Lawmakers in House and Senate chambers were moved to secured rooms in the basement of the premises.
“Where we were locked down was in my office which was in Longworth,” said Reed. “At no point in lockdown did I really worry about my safety per-say, because I was just watching and concerned for the future of the country, and my colleagues potentially on the floor that I had just. I was left focusing on that,” he said.
As they recounted the experience, both emphasized the importance of moving forward.
Reed, saying he appreciates President Trump’s acknowledgment on a looming transition of power. But he doesn’t support an instant response to the situation, like impeachment.
“I will continue to ask The President to commit to what he did today, support that orderly transition of power,” said Reed.
Gillibrand on the other hand, saying she wants instant removal of President Trump, through either prosecution, 25th amendment or impeachment.
“He should be removed from the office for the next two weeks, because I think he’s dangerous,” she said.
Both agree that full prosecution is in order for those storming the capital. And both, emphasize the importance of democracy prevailing through it all: while lawmakers had the option to continue counting votes in lockdown Wednesday night – they waited it out until they could physically be in that chamber again.

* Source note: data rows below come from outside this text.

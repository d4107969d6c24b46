//! Quiz engine: a pure reducer over a single-player walk through the question set.
//!
//! Answering --submit--> Revealed --next--> Answering (next question), or a full
//! reset to question 0 with score 0 after the last one.

use serde::Serialize;

use crate::domain::{Language, QuizQuestion};

#[derive(Clone, Copy, Debug, Default, PartialEq, Eq, Serialize)]
#[serde(rename_all = "camelCase")]
pub struct QuizState {
  pub current_index: usize,
  pub selected_option: Option<usize>,
  pub revealed: bool,
  pub score: u32,
}

#[derive(Clone, Copy, Debug, PartialEq, Eq)]
pub enum QuizAction {
  Select(usize),
  Submit,
  Next,
}

#[derive(Clone, Copy, Debug, PartialEq, Eq, Serialize)]
#[serde(tag = "kind", rename_all = "snake_case")]
pub enum QuizEvent {
  Answered { correct: bool },
  /// Passed the last question; state has already been reset.
  Wrapped { final_score: u32, total: usize },
}

#[derive(Clone, Copy, Debug, PartialEq, Eq)]
pub struct QuizStep {
  pub state: QuizState,
  pub event: Option<QuizEvent>,
}

#[derive(Debug, thiserror::Error, PartialEq, Eq)]
pub enum QuizError {
  #[error("the quiz has no questions")]
  EmptyQuiz,
  #[error("answer already revealed; selection is locked")]
  SelectionLocked,
  #[error("option {0} does not exist for this question")]
  OptionOutOfRange(usize),
  #[error("select an option before submitting")]
  NothingSelected,
  #[error("this question was already submitted")]
  AlreadyRevealed,
  #[error("submit an answer before moving on")]
  NotRevealed,
}

/// Apply one action. Rejected actions leave the caller's state untouched.
pub fn reduce(state: QuizState, action: QuizAction, questions: &[QuizQuestion]) -> Result<QuizStep, QuizError> {
  let question = questions.get(state.current_index).ok_or(QuizError::EmptyQuiz)?;
  match action {
    QuizAction::Select(idx) => {
      if state.revealed {
        return Err(QuizError::SelectionLocked);
      }
      if idx >= question.options.len() {
        return Err(QuizError::OptionOutOfRange(idx));
      }
      Ok(QuizStep { state: QuizState { selected_option: Some(idx), ..state }, event: None })
    }
    QuizAction::Submit => {
      if state.revealed {
        return Err(QuizError::AlreadyRevealed);
      }
      let selected = state.selected_option.ok_or(QuizError::NothingSelected)?;
      let correct = selected == question.correct_index;
      let score = if correct { state.score + 1 } else { state.score };
      Ok(QuizStep {
        state: QuizState { revealed: true, score, ..state },
        event: Some(QuizEvent::Answered { correct }),
      })
    }
    QuizAction::Next => {
      if !state.revealed {
        return Err(QuizError::NotRevealed);
      }
      if state.current_index + 1 < questions.len() {
        Ok(QuizStep {
          state: QuizState { current_index: state.current_index + 1, selected_option: None, revealed: false, score: state.score },
          event: None,
        })
      } else {
        Ok(QuizStep {
          state: QuizState::default(),
          event: Some(QuizEvent::Wrapped { final_score: state.score, total: questions.len() }),
        })
      }
    }
  }
}

/// Text or inline-code span of a question, split on backticks.
#[derive(Clone, Debug, PartialEq, Eq, Serialize)]
#[serde(tag = "kind", content = "text", rename_all = "snake_case")]
pub enum Segment {
  Text(String),
  Code(String),
}

/// Odd-numbered backtick-delimited parts are code; empty parts are dropped.
pub fn question_segments(question: &str) -> Vec<Segment> {
  question
    .split('`')
    .enumerate()
    .filter(|(_, part)| !part.is_empty())
    .map(|(i, part)| if i % 2 == 1 { Segment::Code(part.to_string()) } else { Segment::Text(part.to_string()) })
    .collect()
}

/// What a client may see for the current question. The answer stays hidden until revealed.
#[derive(Clone, Debug, Serialize)]
#[serde(rename_all = "camelCase")]
pub struct QuizView {
  pub index: usize,
  pub total: usize,
  pub score: u32,
  pub language: Language,
  pub question: String,
  pub segments: Vec<Segment>,
  pub options: Vec<String>,
  pub selected_option: Option<usize>,
  pub revealed: bool,
  #[serde(skip_serializing_if = "Option::is_none")]
  pub correct_index: Option<usize>,
  #[serde(skip_serializing_if = "Option::is_none")]
  pub explanation: Option<String>,
}

pub fn view(state: &QuizState, questions: &[QuizQuestion]) -> Option<QuizView> {
  let q = questions.get(state.current_index)?;
  Some(QuizView {
    index: state.current_index,
    total: questions.len(),
    score: state.score,
    language: q.language,
    question: q.question.clone(),
    segments: question_segments(&q.question),
    options: q.options.clone(),
    selected_option: state.selected_option,
    revealed: state.revealed,
    correct_index: state.revealed.then_some(q.correct_index),
    explanation: state.revealed.then(|| q.explanation.clone()),
  })
}

#[cfg(test)]
mod tests {
  use super::*;
  use crate::seeds::practice_quiz;

  fn qs() -> Vec<QuizQuestion> {
    practice_quiz()
  }

  fn run(state: QuizState, actions: &[QuizAction], questions: &[QuizQuestion]) -> QuizState {
    actions.iter().fold(state, |s, a| reduce(s, *a, questions).unwrap().state)
  }

  #[test]
  fn correct_submit_scores_exactly_once() {
    let q = qs();
    let right = q[0].correct_index;
    let s = run(QuizState::default(), &[QuizAction::Select(right), QuizAction::Submit], &q);
    assert_eq!(s.score, 1);
    assert!(s.revealed);
    assert_eq!(reduce(s, QuizAction::Submit, &q), Err(QuizError::AlreadyRevealed));
  }

  #[test]
  fn wrong_submit_does_not_score() {
    let q = qs();
    let wrong = (q[0].correct_index + 1) % q[0].options.len();
    let step = reduce(QuizState { selected_option: Some(wrong), ..QuizState::default() }, QuizAction::Submit, &q).unwrap();
    assert_eq!(step.state.score, 0);
    assert_eq!(step.event, Some(QuizEvent::Answered { correct: false }));
  }

  #[test]
  fn guards() {
    let q = qs();
    assert_eq!(reduce(QuizState::default(), QuizAction::Submit, &q), Err(QuizError::NothingSelected));
    assert_eq!(reduce(QuizState::default(), QuizAction::Next, &q), Err(QuizError::NotRevealed));
    assert_eq!(reduce(QuizState::default(), QuizAction::Select(99), &q), Err(QuizError::OptionOutOfRange(99)));
    let revealed = run(QuizState::default(), &[QuizAction::Select(0), QuizAction::Submit], &q);
    assert_eq!(reduce(revealed, QuizAction::Select(1), &q), Err(QuizError::SelectionLocked));
    assert_eq!(reduce(QuizState::default(), QuizAction::Select(0), &[]), Err(QuizError::EmptyQuiz));
  }

  #[test]
  fn selection_can_change_before_submit() {
    let q = qs();
    let s = run(QuizState::default(), &[QuizAction::Select(0), QuizAction::Select(3)], &q);
    assert_eq!(s.selected_option, Some(3));
    assert!(!s.revealed);
  }

  #[test]
  fn next_advances_and_keeps_score() {
    let q = qs();
    let right = q[0].correct_index;
    let s = run(QuizState::default(), &[QuizAction::Select(right), QuizAction::Submit, QuizAction::Next], &q);
    assert_eq!(s, QuizState { current_index: 1, selected_option: None, revealed: false, score: 1 });
  }

  #[test]
  fn advancing_past_last_question_wraps_and_resets_score() {
    let q = qs();
    let mut s = QuizState::default();
    for question in &q {
      s = run(s, &[QuizAction::Select(question.correct_index), QuizAction::Submit], &q);
      let step = reduce(s, QuizAction::Next, &q).unwrap();
      if s.current_index + 1 == q.len() {
        assert_eq!(step.event, Some(QuizEvent::Wrapped { final_score: q.len() as u32, total: q.len() }));
      }
      s = step.state;
    }
    assert_eq!(s, QuizState::default());
  }

  #[test]
  fn segments_split_inline_code() {
    assert_eq!(
      question_segments("What is the output of `print(2 ** 3)` in Python?"),
      vec![
        Segment::Text("What is the output of ".into()),
        Segment::Code("print(2 ** 3)".into()),
        Segment::Text(" in Python?".into()),
      ]
    );
    assert_eq!(question_segments("`x`"), vec![Segment::Code("x".into())]);
  }

  #[test]
  fn view_hides_answer_until_revealed() {
    let q = qs();
    let v = view(&QuizState::default(), &q).unwrap();
    assert!(v.correct_index.is_none() && v.explanation.is_none());
    assert_eq!(v.total, q.len());

    let s = run(QuizState::default(), &[QuizAction::Select(0), QuizAction::Submit], &q);
    let v = view(&s, &q).unwrap();
    assert_eq!(v.correct_index, Some(q[0].correct_index));
    assert!(v.explanation.is_some());
  }
}
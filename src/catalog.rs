//! Offline rule catalog: an ordered, read-only list of error patterns.
//!
//! Built once at startup (built-in rules, then any rules from TOML config) and
//! shared as `Arc<RuleCatalog>`. Declaration order is precedence order: the first
//! matching rule wins.

use tracing::{error, info};

use crate::config::RuleCfg;
use crate::domain::ErrorRule;

#[derive(Clone, Debug, Default)]
pub struct RuleCatalog {
  rules: Vec<ErrorRule>,
}

/// (pattern, title, explanation, fix)
const BUILTIN_RULES: &[(&str, &str, &str, &str)] = &[
  (
    r"IndexError: list index out of range",
    "IndexError: List index out of range",
    "You are trying to access an element in a list at an index that doesn't exist. For example, trying to access index 5 in a list with only 3 items (indices 0, 1, 2).",
    "Check the length of your list using `len(list)`. Ensure your loop range or manual index is strictly less than the length of the list.",
  ),
  (
    r"IndentationError: expected an indented block",
    "IndentationError",
    "Python relies on indentation (whitespace) to define scope. You likely missed a tab or space after a statement ending in a colon (`:`) like `if`, `for`, or `def`.",
    "Add 4 spaces or 1 tab to the line immediately following the colon.",
  ),
  (
    r"TypeError: .* is not a function",
    "TypeError: is not a function",
    "In JavaScript, you are trying to call something as a function that is actually undefined, null, or a different data type (like a string or object).",
    "Console log the variable before the call to check its type. Ensure you didn't mistype the method name (e.g., `getElementByID` instead of `getElementById`).",
  ),
  (
    r"ReferenceError: .* is not defined",
    "ReferenceError",
    "You are trying to use a variable that hasn't been declared yet, or is out of scope.",
    "Check for typos in the variable name. Ensure the variable is declared with `var`, `let`, or `const` before use.",
  ),
  (
    r"Segmentation fault",
    "Segmentation Fault (C/C++)",
    "The program tried to access a memory location that it is not allowed to access. Common causes include dereferencing null pointers, accessing arrays out of bounds, or using freed memory.",
    "Check all pointer dereferences to ensure they aren't NULL. Verify array indices are within bounds (0 to size-1).",
  ),
  (
    r"java\.lang\.NullPointerException",
    "NullPointerException (Java)",
    "You are trying to use an object reference that has not been initialized (it is null). This often happens when calling a method on a null object.",
    "Check if your object is null before using it: `if (obj != null) { obj.method(); }`. Initialize your variables properly.",
  ),
  (
    r"error: expected ';' before",
    "Syntax Error: Missing Semicolon",
    "C, C++, and Java require statements to end with a semicolon (;). The compiler found a statement that didn't end with one.",
    "Look at the line number in the error message and the line *before* it. Add the missing semicolon.",
  ),
];

impl RuleCatalog {
  /// The built-in knowledge base, in precedence order.
  pub fn builtin() -> Self {
    let rules = BUILTIN_RULES
      .iter()
      .filter_map(|(pattern, title, explanation, fix)| match ErrorRule::new(pattern, title, explanation, fix) {
        Ok(rule) => Some(rule),
        Err(e) => {
          error!(target: "classify", %pattern, error = %e, "Built-in rule has an invalid pattern; skipping");
          None
        }
      })
      .collect();
    Self { rules }
  }

  #[cfg(test)]
  pub fn from_rules(rules: Vec<ErrorRule>) -> Self {
    Self { rules }
  }

  /// Built-in rules followed by configured ones. Invalid configured patterns are logged and skipped.
  pub fn with_config_rules(extra: &[RuleCfg]) -> Self {
    let mut catalog = Self::builtin();
    for rc in extra {
      match ErrorRule::new(&rc.pattern, &rc.title, &rc.explanation, &rc.fix) {
        Ok(rule) => catalog.rules.push(rule),
        Err(e) => {
          error!(target: "classify", pattern = %rc.pattern, title = %rc.title, error = %e, "Skipping configured rule: invalid pattern");
        }
      }
    }
    info!(target: "classify", rules = catalog.rules.len(), configured = extra.len(), "Rule catalog loaded");
    catalog
  }

  /// First rule (declaration order) whose pattern matches anywhere in `raw`.
  pub fn first_match(&self, raw: &str) -> Option<&ErrorRule> {
    self.rules.iter().find(|r| r.matches(raw))
  }

  #[cfg(test)]
  pub fn iter(&self) -> impl Iterator<Item = &ErrorRule> {
    self.rules.iter()
  }

  pub fn len(&self) -> usize {
    self.rules.len()
  }

  pub fn is_empty(&self) -> bool {
    self.rules.is_empty()
  }
}

#[cfg(test)]
mod tests {
  use super::*;

  #[test]
  fn builtin_catalog_compiles_every_rule_in_order() {
    let c = RuleCatalog::builtin();
    assert_eq!(c.len(), BUILTIN_RULES.len());
    let titles: Vec<_> = c.iter().map(|r| r.title.as_str()).collect();
    assert_eq!(titles.first(), Some(&"IndexError: List index out of range"));
    assert_eq!(titles.last(), Some(&"Syntax Error: Missing Semicolon"));
  }

  #[test]
  fn matches_inside_multiline_trace() {
    let c = RuleCatalog::builtin();
    let trace = "Exception in thread \"main\" java.lang.NullPointerException\n\tat Main.main(Main.java:5)";
    assert_eq!(c.first_match(trace).map(|r| r.title.as_str()), Some("NullPointerException (Java)"));

    let py = "Traceback (most recent call last):\n  File \"x.py\", line 2, in <module>\nindexerror: LIST INDEX OUT OF RANGE";
    assert_eq!(c.first_match(py).map(|r| r.title.as_str()), Some("IndexError: List index out of range"));
  }

  #[test]
  fn escaped_dot_is_literal() {
    let c = RuleCatalog::builtin();
    assert!(c.first_match("javaXlangXNullPointerException").is_none());
  }

  #[test]
  fn earlier_rule_wins_on_overlap() {
    let c = RuleCatalog::from_rules(vec![
      ErrorRule::new("error", "generic", "g", "g").unwrap(),
      ErrorRule::new("TypeError", "specific", "s", "s").unwrap(),
    ]);
    assert_eq!(c.first_match("TypeError: boom").unwrap().title, "generic");
  }

  #[test]
  fn configured_rules_append_and_invalid_ones_are_skipped() {
    let extra = vec![
      RuleCfg { pattern: "ModuleNotFoundError".into(), title: "Missing module".into(), explanation: "e".into(), fix: "f".into() },
      RuleCfg { pattern: "([".into(), title: "broken".into(), explanation: "e".into(), fix: "f".into() },
    ];
    let c = RuleCatalog::with_config_rules(&extra);
    assert_eq!(c.len(), BUILTIN_RULES.len() + 1);
    assert_eq!(c.iter().last().unwrap().title, "Missing module");
    assert!(c.first_match("ModuleNotFoundError: No module named 'numpy'").is_some());
  }

  #[test]
  fn empty_catalog_matches_nothing() {
    let c = RuleCatalog::default();
    assert!(c.is_empty());
    assert!(c.first_match("Segmentation fault").is_none());
  }
}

“We decided to wait a little longer to get back into the chamber, and that would be frankly retaking our chamber and showing that our democracy survived despite violence and insurrection,” said Gillibrand.
Reed said the overwhelming consensus among lawmakers was this: “We need to go back to the House chamber, we need to go back to the Senate chamber and we need to complete that process last night,” Reed said. “The mob did not win, democracy won.”
Gillibrand says after the Senators were moved to a room in the basement during lockdown, they remained there for four hours contacting their families and watching for updates on their phones.